With his wife, Esme, Livingstone is said to have cultivated a friendship with the bereaved Margaret, following Jeanie’s death, such that the old woman enabled the Livingstones to buy the once grand Tullaree property for the bargain price of ₤16,000 (of which, essentially, Margaret received ₤3,000 after discharge of mortgages on the property). After more than a decade of hard work to improve the homestead and lands, the Livingstones sold Tullaree in the mid-1960s for ₤96,500.
Yet even on that point the historical record presents conflicting material. An article in The Argus of 26 October 1956 reported that the Livingstones had then just sold the property for ₤67,500 to a Clarence Stewart of nearby Koonwarra. Presumably the sale did not proceed, for whatever reason; or perhaps the article misreported some other kind of transaction.

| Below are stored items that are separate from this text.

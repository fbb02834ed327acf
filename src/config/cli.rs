use crate::config::default_workers;
use crate::core::discovery::strip_quotes;
use crate::core::ConfigProvider;
use crate::domain::model::{
    CompressionSettings, OutputFormat, Quality, DEFAULT_AVIF_SPEED, DEFAULT_POSTFIX,
    DEFAULT_QUALITY,
};
use crate::utils::error::Result;
use crate::utils::validation::{
    validate_paths, validate_positive_number, validate_postfix, validate_range, Validate,
};
use clap::Parser;
use serde::{Deserialize, Serialize};
use std::path::PathBuf;

#[derive(Debug, Clone, Serialize, Deserialize, Parser)]
#[command(name = "imgcompress")]
#[command(about = "Compress images into WEBP, AVIF or JPEG next to the originals")]
pub struct CliConfig {
    /// Files or directories to compress (directories are scanned recursively).
    /// Leave empty for interactive mode.
    pub inputs: Vec<String>,

    /// Output format: HEIF, WEBP, AVIF or JPEG
    #[arg(short, long, default_value = "WEBP")]
    pub format: String,

    /// Compression quality (0-100)
    #[arg(short, long, default_value_t = DEFAULT_QUALITY,
          value_parser = clap::value_parser!(u8).range(0..=100))]
    pub quality: u8,

    /// Delete the original file after a successful compression
    #[arg(long)]
    pub delete_original: bool,

    /// Postfix added to the file name when input and output extensions match
    #[arg(long, default_value = DEFAULT_POSTFIX)]
    pub postfix: String,

    /// Number of files processed in parallel (defaults to the CPU count)
    #[arg(short, long)]
    pub workers: Option<usize>,

    /// AVIF encoder speed (1 = slowest/best, 10 = fastest)
    #[arg(long, default_value_t = DEFAULT_AVIF_SPEED)]
    pub avif_speed: u8,

    /// Write a JSON report of the run to this path
    #[arg(long)]
    pub report: Option<String>,

    #[arg(long, help = "Log CPU and memory usage")]
    pub monitor: bool,

    #[arg(short, long, help = "Enable verbose output")]
    pub verbose: bool,

    #[arg(long, help = "Emit logs as JSON")]
    pub json_logs: bool,

    #[arg(long, help = "Wait for Enter before exiting")]
    pub pause: bool,

    #[arg(long, help = "List the planned outputs without compressing")]
    pub dry_run: bool,
}

impl CliConfig {
    pub fn is_interactive(&self) -> bool {
        self.inputs.is_empty()
    }
}

impl ConfigProvider for CliConfig {
    fn inputs(&self) -> Vec<PathBuf> {
        self.inputs.iter().map(|raw| strip_quotes(raw)).collect()
    }

    fn settings(&self) -> Result<CompressionSettings> {
        let settings = CompressionSettings::new(
            OutputFormat::parse(&self.format)?,
            Quality::new(self.quality)?,
        )
        .with_delete_original(self.delete_original)
        .with_avif_speed(self.avif_speed)
        .with_postfix(&self.postfix);
        Ok(settings)
    }

    fn workers(&self) -> usize {
        self.workers.unwrap_or_else(default_workers)
    }

    fn monitor_enabled(&self) -> bool {
        self.monitor
    }

    fn report_path(&self) -> Option<PathBuf> {
        self.report.as_deref().map(strip_quotes)
    }
}

impl Validate for CliConfig {
    fn validate(&self) -> Result<()> {
        validate_paths("inputs", &self.inputs)?;
        OutputFormat::parse(&self.format)?;
        validate_range("quality", self.quality, 0, Quality::MAX)?;
        validate_range("avif_speed", self.avif_speed, 1, 10)?;
        validate_positive_number("workers", self.workers(), 1)?;
        validate_postfix("postfix", &self.postfix)?;
        Ok(())
    }
}

#[cfg(test)]
mod tests {
    use super::*;

    #[test]
    fn test_parse_defaults() {
        let config = CliConfig::parse_from(["imgcompress", "photos"]);
        assert_eq!(config.inputs, vec!["photos"]);
        assert_eq!(config.quality, 80);
        assert_eq!(config.postfix, "_compressed");
        assert!(!config.is_interactive());

        let settings = config.settings().unwrap();
        assert_eq!(settings.format, OutputFormat::Webp);
        assert!(!settings.delete_original);
        assert!(config.validate().is_ok());
    }

    #[test]
    fn test_parse_full_arguments() {
        let config = CliConfig::parse_from([
            "imgcompress",
            "\"a dir\"",
            "b.png",
            "--format",
            "avif",
            "-q",
            "35",
            "--delete-original",
            "--workers",
            "3",
            "--report",
            "out.json",
        ]);
        assert_eq!(
            config.inputs(),
            vec![PathBuf::from("a dir"), PathBuf::from("b.png")]
        );
        let settings = config.settings().unwrap();
        assert_eq!(settings.format, OutputFormat::Avif);
        assert_eq!(settings.quality.value(), 35);
        assert!(settings.delete_original);
        assert_eq!(ConfigProvider::workers(&config), 3);
        assert_eq!(config.report_path(), Some(PathBuf::from("out.json")));
    }

    #[test]
    fn test_quality_out_of_range_rejected_by_parser() {
        assert!(CliConfig::try_parse_from(["imgcompress", "x", "-q", "101"]).is_err());
    }

    #[test]
    fn test_validation_catches_bad_values() {
        let mut config = CliConfig::parse_from(["imgcompress", "x"]);
        config.format = "bmp".to_string();
        assert!(config.validate().is_err());

        let mut config = CliConfig::parse_from(["imgcompress", "x"]);
        config.workers = Some(0);
        assert!(config.validate().is_err());

        let config = CliConfig::parse_from(["imgcompress"]);
        assert!(config.is_interactive());
        assert!(config.validate().is_err());
    }
}
use crate::domain::model::CompressionSettings;
use std::path::{Path, PathBuf};

/// 決定輸出路徑。
///
/// 輸入與輸出副檔名相同 (不分大小寫) 時：刪除原檔則原地覆寫並保留原檔名，
/// 否則在檔名後加上後綴避免覆蓋原檔；其他情況直接替換副檔名。
pub fn plan_output(input: &Path, settings: &CompressionSettings) -> PathBuf {
    let extension = settings.format.extension();
    let input_extension = input
        .extension()
        .map(|ext| format!(".{}", ext.to_string_lossy().to_lowercase()))
        .unwrap_or_default();

    if input_extension == extension && settings.delete_original {
        // 保留原本的大小寫，不分大小寫的檔案系統上才不會變成兩個不同路徑
        input.to_path_buf()
    } else if input_extension == extension {
        let stem = input
            .file_stem()
            .map(|s| s.to_string_lossy().into_owned())
            .unwrap_or_default();
        let file_name = format!("{}{}{}", stem, settings.postfix(), extension);
        match input.parent() {
            Some(parent) => parent.join(file_name),
            None => PathBuf::from(file_name),
        }
    } else {
        input.with_extension(extension.trim_start_matches('.'))
    }
}

#[cfg(test)]
mod tests {
    use super::*;
    use crate::domain::model::{OutputFormat, Quality};

    fn settings(format: OutputFormat) -> CompressionSettings {
        CompressionSettings::new(format, Quality::default())
    }

    #[test]
    fn test_replaces_extension_when_formats_differ() {
        let out = plan_output(Path::new("photos/cat.png"), &settings(OutputFormat::Webp));
        assert_eq!(out, PathBuf::from("photos/cat.webp"));

        // .jpeg 與 .jpg 視為不同副檔名
        let out = plan_output(Path::new("photos/dog.jpeg"), &settings(OutputFormat::Jpeg));
        assert_eq!(out, PathBuf::from("photos/dog.jpg"));
    }

    #[test]
    fn test_adds_postfix_when_extension_matches() {
        let out = plan_output(Path::new("photos/cat.JPG"), &settings(OutputFormat::Jpeg));
        assert_eq!(out, PathBuf::from("photos/cat_compressed.jpg"));

        let custom = settings(OutputFormat::Avif).with_postfix("_small");
        let out = plan_output(Path::new("a/b.avif"), &custom);
        assert_eq!(out, PathBuf::from("a/b_small.avif"));
    }

    #[test]
    fn test_same_extension_with_delete_original_overwrites_in_place() {
        let s = settings(OutputFormat::Jpeg).with_delete_original(true);
        let out = plan_output(Path::new("photos/cat.jpg"), &s);
        assert_eq!(out, PathBuf::from("photos/cat.jpg"));

        let out = plan_output(Path::new("photos/IMG_0001.JPG"), &s);
        assert_eq!(out, PathBuf::from("photos/IMG_0001.JPG"));
    }

    #[test]
    fn test_keeps_dots_inside_stem() {
        let out = plan_output(Path::new("trip.2024.06.png"), &settings(OutputFormat::Avif));
        assert_eq!(out, PathBuf::from("trip.2024.06.avif"));
    }
}
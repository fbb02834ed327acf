use tracing_subscriber::{layer::SubscriberExt, util::SubscriberInitExt, EnvFilter};

fn default_filter(verbose: bool) -> EnvFilter {
    let directive = if verbose {
        "imgcompress=debug,info"
    } else {
        "imgcompress=info"
    };
    EnvFilter::try_from_default_env().unwrap_or_else(|_| EnvFilter::new(directive))
}

pub fn init_cli_logger(verbose: bool) {
    tracing_subscriber::registry()
        .with(default_filter(verbose))
        .with(
            tracing_subscriber::fmt::layer()
                .with_target(false)
                .with_thread_ids(false)
                .with_file(false)
                .with_line_number(false)
                .compact(),
        )
        .init();
}

/// 以 JSON 格式輸出日誌，方便交給其他工具收集
pub fn init_json_logger(verbose: bool) {
    tracing_subscriber::registry()
        .with(default_filter(verbose))
        .with(
            tracing_subscriber::fmt::layer()
                .with_target(false)
                .with_thread_ids(true)
                .with_file(false)
                .with_line_number(false)
                .json(),
        )
        .init();
}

On a recent visit in the district, it so happened that the place in Venus Bay at which I was staying was only a brief walk from the site where Margaret’s presumed remains were found, now all built over with the holiday homes of the living.
Then one day, on a drive out Buffalo way, I spotted Tullaree’s edifice standing majestically about a kilometre off the dusty road across tranquil pasture. Thanks to the toil and sweat of successive owners since Margaret Clement’s disappearance, Tullaree has prevailed above the ravages of time and the elements; even if the facts – and justice – have not.